### REQUIRED ACTION
Reproduce, exactly and in full, only the lines below from the one containing "into list items." through the one containing "gives up and".

(DATASET ENTRIES begins)

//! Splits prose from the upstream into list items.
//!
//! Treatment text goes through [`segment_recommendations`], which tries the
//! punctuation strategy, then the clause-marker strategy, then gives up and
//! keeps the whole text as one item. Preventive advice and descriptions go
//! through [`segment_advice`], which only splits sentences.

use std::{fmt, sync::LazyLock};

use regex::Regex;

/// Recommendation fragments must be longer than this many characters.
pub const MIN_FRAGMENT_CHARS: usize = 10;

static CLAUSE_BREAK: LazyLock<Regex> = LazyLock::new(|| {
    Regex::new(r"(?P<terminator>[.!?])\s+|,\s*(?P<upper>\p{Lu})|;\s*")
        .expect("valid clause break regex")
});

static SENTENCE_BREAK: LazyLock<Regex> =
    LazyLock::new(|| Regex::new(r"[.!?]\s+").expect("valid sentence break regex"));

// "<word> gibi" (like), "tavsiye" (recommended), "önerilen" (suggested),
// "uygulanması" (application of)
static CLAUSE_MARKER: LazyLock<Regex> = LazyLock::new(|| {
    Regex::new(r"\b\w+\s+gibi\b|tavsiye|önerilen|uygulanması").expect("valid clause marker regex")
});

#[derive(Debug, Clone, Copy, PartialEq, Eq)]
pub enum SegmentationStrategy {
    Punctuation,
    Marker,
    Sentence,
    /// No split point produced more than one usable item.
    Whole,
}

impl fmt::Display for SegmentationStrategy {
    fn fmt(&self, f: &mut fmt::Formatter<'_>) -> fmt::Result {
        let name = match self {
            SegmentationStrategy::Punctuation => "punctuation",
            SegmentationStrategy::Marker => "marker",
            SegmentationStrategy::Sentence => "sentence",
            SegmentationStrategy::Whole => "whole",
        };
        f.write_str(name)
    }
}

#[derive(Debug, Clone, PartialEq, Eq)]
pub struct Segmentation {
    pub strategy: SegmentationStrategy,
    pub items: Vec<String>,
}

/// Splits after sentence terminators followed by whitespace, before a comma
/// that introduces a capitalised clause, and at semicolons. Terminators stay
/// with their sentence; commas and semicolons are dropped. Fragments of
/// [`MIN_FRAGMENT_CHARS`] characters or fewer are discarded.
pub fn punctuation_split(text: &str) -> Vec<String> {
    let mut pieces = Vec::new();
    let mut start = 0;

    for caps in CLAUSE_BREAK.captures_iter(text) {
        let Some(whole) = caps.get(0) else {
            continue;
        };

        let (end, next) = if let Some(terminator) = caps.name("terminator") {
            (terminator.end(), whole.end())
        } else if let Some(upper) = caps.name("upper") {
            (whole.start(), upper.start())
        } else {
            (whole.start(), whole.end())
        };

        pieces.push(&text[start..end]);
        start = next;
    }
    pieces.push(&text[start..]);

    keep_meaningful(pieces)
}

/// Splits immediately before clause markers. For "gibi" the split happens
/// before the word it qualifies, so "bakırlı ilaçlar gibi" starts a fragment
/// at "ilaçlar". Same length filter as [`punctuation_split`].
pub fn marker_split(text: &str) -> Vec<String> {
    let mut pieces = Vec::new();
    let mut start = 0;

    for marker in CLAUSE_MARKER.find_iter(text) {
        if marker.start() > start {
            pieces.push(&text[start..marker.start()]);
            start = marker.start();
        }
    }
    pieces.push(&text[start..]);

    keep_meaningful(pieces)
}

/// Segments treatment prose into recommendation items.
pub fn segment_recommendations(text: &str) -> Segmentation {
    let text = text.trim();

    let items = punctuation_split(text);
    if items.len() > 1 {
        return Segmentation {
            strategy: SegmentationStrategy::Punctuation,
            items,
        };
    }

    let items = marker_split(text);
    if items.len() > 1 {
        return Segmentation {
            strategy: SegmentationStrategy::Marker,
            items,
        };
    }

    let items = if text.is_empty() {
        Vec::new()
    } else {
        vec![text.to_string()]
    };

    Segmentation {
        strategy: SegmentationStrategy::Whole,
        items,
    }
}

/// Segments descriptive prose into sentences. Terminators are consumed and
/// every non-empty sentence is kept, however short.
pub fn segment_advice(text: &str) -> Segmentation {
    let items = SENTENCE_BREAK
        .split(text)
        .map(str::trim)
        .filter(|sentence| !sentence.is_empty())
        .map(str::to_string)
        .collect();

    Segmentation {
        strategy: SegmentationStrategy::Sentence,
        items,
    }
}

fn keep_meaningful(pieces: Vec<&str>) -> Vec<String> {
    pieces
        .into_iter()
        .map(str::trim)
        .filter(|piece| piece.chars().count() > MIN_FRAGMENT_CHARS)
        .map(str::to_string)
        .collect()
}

(DATASET ENTRIES ends)
(DATASET ENTRIES begins)

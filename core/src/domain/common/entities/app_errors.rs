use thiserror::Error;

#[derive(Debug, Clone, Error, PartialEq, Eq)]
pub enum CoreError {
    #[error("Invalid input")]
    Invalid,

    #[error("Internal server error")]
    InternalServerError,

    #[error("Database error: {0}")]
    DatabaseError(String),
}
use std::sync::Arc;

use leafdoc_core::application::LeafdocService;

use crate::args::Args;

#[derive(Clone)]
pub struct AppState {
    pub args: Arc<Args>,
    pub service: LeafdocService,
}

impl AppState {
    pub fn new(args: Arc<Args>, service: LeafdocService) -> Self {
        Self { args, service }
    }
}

(DATASET ENTRIES ends)

### ANSWER BOX
//! Splits prose from the upstream into list items.
//!
//! Treatment text goes through [`segment_recommendations`], which tries the
//! punctuation strategy, then the clause-marker strategy, then gives up and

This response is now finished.